This is one of those "teachable moments" I often find myself in. Lesson to learn here is to ASK the price of everything in advance.
You sure the other guys who checked your trans fluid didnt screw you around? Speeco might be the heroes here as they just saved the life of your transmission? Im not saying, im just saying ya know lol...
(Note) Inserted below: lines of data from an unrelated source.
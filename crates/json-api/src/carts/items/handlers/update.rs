//! Update Cart Item Quantity Handler

use std::collections::BTreeMap;
use std::sync::Arc;

use salvo::{
    oapi::{
        ToSchema,
        extract::{JsonBody, PathParam},
    },
    prelude::*,
};
use serde::{Deserialize, Serialize};
use uuid::Uuid;

use crate::{
    carts::{errors::into_status_error, responses::CartResponse},
    extensions::*,
    state::State,
};

/// Update Cart Item Request
///
/// Attributes travel in the body because they are part of the line identity
/// being addressed, not a change to apply.
#[derive(Debug, Serialize, Deserialize, ToSchema)]
pub(crate) struct UpdateCartItemRequest {
    pub quantity: u32,

    #[serde(default)]
    pub attributes: BTreeMap<String, String>,
}

/// Update Cart Item Quantity Handler
///
/// Sets the quantity of the matching line. Zero is rejected; a missing line
/// leaves the cart unchanged.
#[endpoint(
    tags("carts"),
    summary = "Update Cart Item Quantity",
    security(("bearer_auth" = [])),
    responses(
        (status_code = StatusCode::OK, description = "Updated cart returned"),
        (status_code = StatusCode::NOT_FOUND, description = "Cart not found"),
        (status_code = StatusCode::BAD_REQUEST, description = "Bad Request"),
        (status_code = StatusCode::INTERNAL_SERVER_ERROR, description = "Internal Server Error"),
    ),
)]
pub(crate) async fn handler(
    cart: PathParam<Uuid>,
    product: PathParam<Uuid>,
    json: JsonBody<UpdateCartItemRequest>,
    depot: &mut Depot,
) -> Result<Json<CartResponse>, StatusError> {
    let state = depot.obtain_or_500::<Arc<State>>()?;
    let tenant = depot.tenant_uuid_or_401()?;
    let request = json.into_inner();

    let updated = state
        .app
        .carts
        .update_item_quantity(
            tenant,
            cart.into_inner().into(),
            product.into_inner().into(),
            request.attributes.into_iter().collect(),
            request.quantity,
        )
        .await
        .map_err(into_status_error)?;

    Ok(Json(updated.into()))
}
//! Server configuration module

use clap::Parser;

use crate::config::{db::DatabaseConfig, logging::LoggingConfig, server::ServerRuntimeConfig};

pub(crate) mod db;
pub(crate) mod logging;
pub(crate) mod server;

/// Tally JSON API Server configuration
#[derive(Debug, Parser)]
#[command(name = "tally-json", about = "Tally JSON API Server", long_about = None)]
pub struct ServerConfig {
    /// Server network settings.
    #[command(flatten)]
    pub server: ServerRuntimeConfig,

    /// Logging output settings.
    #[command(flatten)]
    pub logging: LoggingConfig,

    /// Application database settings.
    #[command(flatten)]
    pub database: DatabaseConfig,
}

impl ServerConfig {
    /// Load configuration from environment and CLI arguments
    ///
    /// # Errors
    ///
    /// Returns an error if configuration cannot be parsed
    pub fn load() -> Result<Self, clap::Error> {
        // Load .env file if present (ignore if missing)
        _ = dotenvy::dotenv();

        Self::try_parse()
    }

    /// Get the socket address for binding
    #[must_use]
    pub fn socket_addr(&self) -> String {
        self.server.socket_addr()
    }
}
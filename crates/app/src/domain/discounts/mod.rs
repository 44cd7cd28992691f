//! Discount Codes

pub mod errors;
pub mod models;
pub(crate) mod repository;
pub mod service;

pub use errors::DiscountsServiceError;
pub use service::*;
//! App Context

use std::sync::Arc;

use thiserror::Error;

use crate::{
    auth::{AuthService, PgAuthService},
    database::{self, Db},
    domain::{
        carts::{CartsService, PgCartsService},
        discounts::{DiscountsService, PgDiscountsService},
        orders::{OrdersService, PgOrdersService},
        products::{PgProductsService, ProductsService},
    },
};

#[derive(Debug, Error)]
pub enum AppInitError {
    #[error("failed to connect to database")]
    Database(#[source] sqlx::Error),
}

/// The wired-up domain services handlers resolve against. Everything behind
/// `Arc<dyn _>` so the HTTP layer can substitute mocks in tests.
#[derive(Clone)]
pub struct AppContext {
    pub products: Arc<dyn ProductsService>,
    pub carts: Arc<dyn CartsService>,
    pub discounts: Arc<dyn DiscountsService>,
    pub orders: Arc<dyn OrdersService>,
    pub auth: Arc<dyn AuthService>,
}

impl AppContext {
    /// Build application context from a database URL.
    ///
    /// # Errors
    ///
    /// Returns an error when establishing a database connection fails.
    pub async fn from_database_url(url: &str) -> Result<Self, AppInitError> {
        let pool = database::connect(url)
            .await
            .map_err(AppInitError::Database)?;

        let db = Db::new(pool.clone());

        Ok(Self {
            products: Arc::new(PgProductsService::new(db.clone())),
            carts: Arc::new(PgCartsService::new(db.clone())),
            discounts: Arc::new(PgDiscountsService::new(db.clone())),
            orders: Arc::new(PgOrdersService::new(db)),
            auth: Arc::new(PgAuthService::new(pool)),
        })
    }
}
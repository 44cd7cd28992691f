//! Variant Attributes

use std::collections::BTreeMap;
use std::fmt::{Display, Formatter, Result as FmtResult};

use serde::{Deserialize, Serialize};

/// Selected variant values for a line, e.g. `{size: "M", color: "red"}`.
///
/// Attributes are part of line identity: two lines are the same iff their
/// product and their attributes are equal. Keys are held in sorted order so
/// equality and the canonical form are independent of insertion order.
#[derive(Debug, Clone, Default, PartialEq, Eq, Hash, PartialOrd, Ord, Serialize, Deserialize)]
#[serde(transparent)]
pub struct VariantAttributes(BTreeMap<String, String>);

impl VariantAttributes {
    /// An empty attribute set (the bare product).
    pub fn none() -> Self {
        Self::default()
    }

    /// Whether no variant values are selected.
    pub fn is_empty(&self) -> bool {
        self.0.is_empty()
    }

    /// Set a variant value, replacing any previous value for the key.
    pub fn set(&mut self, key: impl Into<String>, value: impl Into<String>) {
        self.0.insert(key.into(), value.into());
    }

    /// Look up a variant value by key.
    pub fn get(&self, key: &str) -> Option<&str> {
        self.0.get(key).map(String::as_str)
    }

    /// Iterate over `(key, value)` pairs in key order.
    pub fn iter(&self) -> impl Iterator<Item = (&str, &str)> {
        self.0.iter().map(|(k, v)| (k.as_str(), v.as_str()))
    }

    /// Canonical `key=value;key=value` form, keys in sorted order.
    pub fn canonical(&self) -> String {
        self.to_string()
    }
}

impl Display for VariantAttributes {
    fn fmt(&self, f: &mut Formatter<'_>) -> FmtResult {
        let mut first = true;

        for (key, value) in &self.0 {
            if !first {
                write!(f, ";")?;
            }
            write!(f, "{key}={value}")?;
            first = false;
        }

        Ok(())
    }
}

impl<K: Into<String>, V: Into<String>> FromIterator<(K, V)> for VariantAttributes {
    fn from_iter<I: IntoIterator<Item = (K, V)>>(iter: I) -> Self {
        Self(
            iter.into_iter()
                .map(|(k, v)| (k.into(), v.into()))
                .collect(),
        )
    }
}
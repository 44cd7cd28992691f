//! List Products Handler

use std::sync::Arc;

use salvo::{oapi::extract::QueryParam, prelude::*};

use crate::{
    extensions::*,
    products::{errors::into_status_error, responses::ProductResponse},
    state::State,
};

/// List Products Handler
///
/// Returns all products visible at the given point in time.
#[endpoint(
    tags("products"),
    summary = "List Products",
    security(("bearer_auth" = []))
)]
pub(crate) async fn handler(
    at: QueryParam<String, false>,
    depot: &mut Depot,
) -> Result<Json<Vec<ProductResponse>>, StatusError> {
    let state = depot.obtain_or_500::<Arc<State>>()?;
    let tenant = depot.tenant_uuid_or_401()?;
    let point_in_time = at.into_point_in_time()?;

    let products = state
        .app
        .products
        .list_products(tenant, point_in_time)
        .await
        .map_err(into_status_error)?;

    Ok(Json(
        products.into_iter().map(ProductResponse::from).collect(),
    ))
}

#[cfg(test)]
mod tests {
    use salvo::test::{ResponseExt, TestClient};
    use testresult::TestResult;
    use uuid::Uuid;

    use tally_app::domain::products::MockProductsService;

    use crate::test_helpers::{TEST_TENANT_UUID, make_product, products_service};

    use super::*;

    fn make_service(products: MockProductsService) -> Service {
        products_service(products, Router::with_path("products").get(handler))
    }

    #[tokio::test]
    async fn test_index_returns_products() -> TestResult {
        let uuid = Uuid::now_v7();

        let mut products = MockProductsService::new();

        products
            .expect_list_products()
            .once()
            .withf(move |tenant, _| *tenant == TEST_TENANT_UUID)
            .return_once(move |_, _| Ok(vec![make_product(uuid.into(), 999)]));

        let mut res = TestClient::get("http://example.com/products")
            .send(&make_service(products))
            .await;

        let body: Vec<ProductResponse> = res.take_json().await?;

        assert_eq!(res.status_code, Some(StatusCode::OK));
        assert_eq!(body.len(), 1);
        assert_eq!(body[0].uuid, uuid);
        assert_eq!(body[0].price, 999);

        Ok(())
    }
}
//! Result helper extensions for HTTP handlers.

use std::fmt::Display;

use salvo::prelude::StatusError;
use tracing::error;

/// Map any error to a logged internal server error, and missing values to
/// a bad request.
pub(crate) trait ResultExt<T> {
    fn or_500(self, context: &str) -> Result<T, StatusError>;

    fn or_400(self, context: &str) -> Result<T, StatusError>;
}

impl<T, E> ResultExt<T> for Result<T, E>
where
    E: Display,
{
    fn or_500(self, context: &str) -> Result<T, StatusError> {
        self.map_err(|error| {
            error!("{context}: {error}");

            StatusError::internal_server_error()
        })
    }

    fn or_400(self, context: &str) -> Result<T, StatusError> {
        self.map_err(|_error| StatusError::bad_request().brief(context.to_string()))
    }
}
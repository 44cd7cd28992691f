//! Get Customer Cart Handler

use std::sync::Arc;

use salvo::{
    oapi::extract::{PathParam, QueryParam},
    prelude::*,
};
use uuid::Uuid;

use crate::{
    carts::{errors::into_status_error, responses::CartResponse},
    extensions::*,
    state::State,
};

/// Get Customer Cart Handler
///
/// Returns the cart bound to an authenticated customer. This is what the
/// client fetches when a guest signs in and its local cart is replaced by
/// the server-held one.
#[endpoint(
    tags("carts"),
    summary = "Get Customer Cart",
    security(("bearer_auth" = []))
)]
pub(crate) async fn handler(
    customer: PathParam<Uuid>,
    at: QueryParam<String, false>,
    depot: &mut Depot,
) -> Result<Json<CartResponse>, StatusError> {
    let state = depot.obtain_or_500::<Arc<State>>()?;
    let tenant = depot.tenant_uuid_or_401()?;
    let point_in_time = at.into_point_in_time()?;

    let cart = state
        .app
        .carts
        .find_customer_cart(tenant, customer.into_inner(), point_in_time)
        .await
        .map_err(into_status_error)?;

    Ok(Json(cart.into()))
}

#[cfg(test)]
mod tests {
    use salvo::test::{ResponseExt, TestClient};
    use testresult::TestResult;

    use tally_app::domain::carts::{CartsServiceError, MockCartsService};

    use crate::test_helpers::{TEST_TENANT_UUID, carts_service, make_cart};

    use super::*;

    fn make_service(carts: MockCartsService) -> Service {
        carts_service(
            carts,
            Router::with_path("customers/{customer}/cart").get(handler),
        )
    }

    #[tokio::test]
    async fn test_returns_customer_cart() -> TestResult {
        let mut carts = MockCartsService::new();
        let customer = Uuid::now_v7();
        let cart_uuid = Uuid::now_v7();

        let mut cart = make_cart(cart_uuid.into());
        cart.customer_uuid = Some(customer);

        carts
            .expect_find_customer_cart()
            .once()
            .withf(move |tenant, c, _| *tenant == TEST_TENANT_UUID && *c == customer)
            .return_once(move |_, _, _| Ok(cart));

        let mut res = TestClient::get(format!("http://example.com/customers/{customer}/cart"))
            .send(&make_service(carts))
            .await;

        let body: CartResponse = res.take_json().await?;

        assert_eq!(res.status_code, Some(StatusCode::OK));
        assert_eq!(body.uuid, cart_uuid);
        assert_eq!(body.customer_uuid, Some(customer));

        Ok(())
    }

    #[tokio::test]
    async fn test_customer_without_cart_returns_404() -> TestResult {
        let mut carts = MockCartsService::new();
        let customer = Uuid::now_v7();

        carts
            .expect_find_customer_cart()
            .once()
            .return_once(|_, _, _| Err(CartsServiceError::NotFound));

        let res = TestClient::get(format!("http://example.com/customers/{customer}/cart"))
            .send(&make_service(carts))
            .await;

        assert_eq!(res.status_code, Some(StatusCode::NOT_FOUND));

        Ok(())
    }
}
//! Delete Cart Item Handler

use std::collections::BTreeMap;
use std::sync::Arc;

use salvo::{
    oapi::{
        ToSchema,
        extract::{JsonBody, PathParam},
    },
    prelude::*,
};
use serde::{Deserialize, Serialize};
use uuid::Uuid;

use crate::{
    carts::{errors::into_status_error, responses::CartResponse},
    extensions::*,
    state::State,
};

/// Delete Cart Item Request
///
/// Attributes travel in the body: they address which line of the product is
/// being removed.
#[derive(Debug, Default, Serialize, Deserialize, ToSchema)]
pub(crate) struct DeleteCartItemRequest {
    #[serde(default)]
    pub attributes: BTreeMap<String, String>,
}

/// Delete Cart Item Handler
///
/// Deletes the matching line entirely; a missing line leaves the cart
/// unchanged.
#[endpoint(
    tags("carts"),
    summary = "Remove Item from Cart",
    security(("bearer_auth" = [])),
    responses(
        (status_code = StatusCode::OK, description = "Updated cart returned"),
        (status_code = StatusCode::NOT_FOUND, description = "Cart not found"),
        (status_code = StatusCode::INTERNAL_SERVER_ERROR, description = "Internal Server Error"),
    ),
)]
pub(crate) async fn handler(
    cart: PathParam<Uuid>,
    product: PathParam<Uuid>,
    json: JsonBody<DeleteCartItemRequest>,
    depot: &mut Depot,
) -> Result<Json<CartResponse>, StatusError> {
    let state = depot.obtain_or_500::<Arc<State>>()?;
    let tenant = depot.tenant_uuid_or_401()?;

    let updated = state
        .app
        .carts
        .remove_item(
            tenant,
            cart.into_inner().into(),
            product.into_inner().into(),
            json.into_inner().attributes.into_iter().collect(),
        )
        .await
        .map_err(into_status_error)?;

    Ok(Json(updated.into()))
}
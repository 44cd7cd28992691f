//! Errors

use salvo::http::StatusError;
use tracing::error;

use tally_app::domain::carts::CartsServiceError;

pub(crate) fn into_status_error(error: CartsServiceError) -> StatusError {
    match error {
        CartsServiceError::AlreadyExists => StatusError::conflict().brief("Cart already exists"),
        CartsServiceError::InvalidReference
        | CartsServiceError::MissingRequiredData
        | CartsServiceError::InvalidData => {
            StatusError::bad_request().brief("Invalid cart payload")
        }
        CartsServiceError::InvalidQuantity => {
            StatusError::bad_request().brief("Quantity must be a positive integer")
        }
        CartsServiceError::UnknownDiscountCode => {
            StatusError::unprocessable_entity().brief("Unknown or expired discount code")
        }
        CartsServiceError::Sql(source) => {
            error!("cart storage error: {source}");

            StatusError::internal_server_error()
        }
        CartsServiceError::NotFound => StatusError::not_found(),
    }
}
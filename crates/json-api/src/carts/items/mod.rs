//! Cart Item Handlers

mod handlers;

pub(crate) use handlers::{create, delete, update};
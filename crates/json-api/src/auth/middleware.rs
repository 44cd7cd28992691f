//! Auth middleware.

use std::sync::Arc;

use salvo::{http::header::AUTHORIZATION, prelude::*};
use tally_app::auth::AuthServiceError;
use tracing::error;

use crate::{extensions::*, state::State};

#[salvo::handler]
pub(crate) async fn handler(
    req: &mut Request,
    depot: &mut Depot,
    res: &mut Response,
    ctrl: &mut FlowCtrl,
) {
    let Some(token) = extract_bearer_token(req) else {
        res.render(StatusError::unauthorized().brief("Missing or invalid Authorization header"));

        return;
    };

    let state = match depot.obtain::<Arc<State>>() {
        Ok(state) => state,
        Err(_error) => {
            res.render(StatusError::internal_server_error());

            return;
        }
    };

    let tenant_uuid = match state.app.auth.authenticate_bearer(token).await {
        Ok(tenant_uuid) => tenant_uuid,
        Err(AuthServiceError::NotFound) => {
            res.render(StatusError::unauthorized().brief("Invalid API token"));

            return;
        }
        Err(AuthServiceError::Sql(source)) => {
            error!("failed to validate api token: {source}");

            res.render(StatusError::internal_server_error());

            return;
        }
    };

    depot.insert_tenant_uuid(tenant_uuid);

    ctrl.call_next(req, depot, res).await;
}

fn extract_bearer_token(req: &Request) -> Option<&str> {
    let value = req.headers().get(AUTHORIZATION)?.to_str().ok()?;
    let mut parts = value.splitn(2, ' ');

    let scheme = parts.next()?;
    let token = parts.next()?.trim();

    if !scheme.eq_ignore_ascii_case("bearer") || token.is_empty() {
        return None;
    }

    Some(token)
}

#[cfg(test)]
mod tests {
    use salvo::{
        affix_state::inject,
        test::{ResponseExt, TestClient},
    };
    use tally_app::{auth::MockAuthService, domain::tenants::models::TenantUuid};
    use testresult::TestResult;
    use uuid::Uuid;

    use crate::test_helpers::state_with_auth;

    use super::*;

    #[salvo::handler]
    async fn echo_tenant(depot: &mut Depot, res: &mut Response) {
        let tenant = depot.tenant_uuid_or_401().ok().map_or_else(
            || "missing".to_string(),
            |uuid: TenantUuid| uuid.to_string(),
        );

        res.render(tenant);
    }

    fn make_service(auth: MockAuthService) -> Service {
        let state = state_with_auth(auth);

        let router = Router::new()
            .hoop(inject(state))
            .hoop(handler)
            .push(Router::new().get(echo_tenant));

        Service::new(router)
    }

    #[tokio::test]
    async fn test_missing_authorization_header_returns_401() -> TestResult {
        let mut auth = MockAuthService::new();

        auth.expect_authenticate_bearer().never();

        let res = TestClient::get("http://example.com")
            .send(&make_service(auth))
            .await;

        assert_eq!(res.status_code, Some(StatusCode::UNAUTHORIZED));

        Ok(())
    }

    #[tokio::test]
    async fn test_non_bearer_authorization_header_returns_401() -> TestResult {
        let mut auth = MockAuthService::new();

        auth.expect_authenticate_bearer().never();

        let res = TestClient::get("http://example.com")
            .add_header(AUTHORIZATION, "Basic abc123", true)
            .send(&make_service(auth))
            .await;

        assert_eq!(res.status_code, Some(StatusCode::UNAUTHORIZED));

        Ok(())
    }

    #[tokio::test]
    async fn test_invalid_token_returns_401() -> TestResult {
        let mut auth = MockAuthService::new();

        auth.expect_authenticate_bearer()
            .once()
            .withf(|token| token == "abc123")
            .return_once(|_| Err(AuthServiceError::NotFound));

        let res = TestClient::get("http://example.com")
            .add_header(AUTHORIZATION, "Bearer abc123", true)
            .send(&make_service(auth))
            .await;

        assert_eq!(res.status_code, Some(StatusCode::UNAUTHORIZED));

        Ok(())
    }

    #[tokio::test]
    async fn test_valid_token_injects_tenant_uuid() -> TestResult {
        let tenant = TenantUuid::from_uuid(Uuid::nil());

        let mut auth = MockAuthService::new();

        auth.expect_authenticate_bearer()
            .once()
            .withf(|token| token == "abc123")
            .return_once(move |_| Ok(tenant));

        let mut res = TestClient::get("http://example.com")
            .add_header(AUTHORIZATION, "Bearer abc123", true)
            .send(&make_service(auth))
            .await;

        assert_eq!(res.status_code, Some(StatusCode::OK));
        assert_eq!(res.take_string().await?, tenant.to_string());

        Ok(())
    }
}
TA in Boise PO'd me royal a couple weeks ago. They had some Nigerian dude in there doing oil changes. Most annoying human being I have ever seen. He made me look at everything he did, as he did it. He must have torqued my oil pan bolt to 300ft lbs with his torque wrench. "Here it click" he says as he tightened the oil pan bolt about ten times in a row with his torque wrench. Finally I HOLLERED STOP CLICKING THE #### THING your gonna stretch the threads. This drew the attention of the manager and he comes out to see what the fussing is. lots of help this water head was as the manager proceeded to explain to me what a torque wrench was like I was a 3 year old. ARGGGGGGHHHHHHHHH!!!! I also showed the manager the grease strung from one end of my truck to the other, and told him to wipe the #### zerk fittings off, as he'd done the messiest job I have ever seen. Im guessing his gun was leaking as he walked around my truck, as there was a snail trail everywhere. Apparently this was a big deal to the manager as he started fussing the mechanic about excess grease!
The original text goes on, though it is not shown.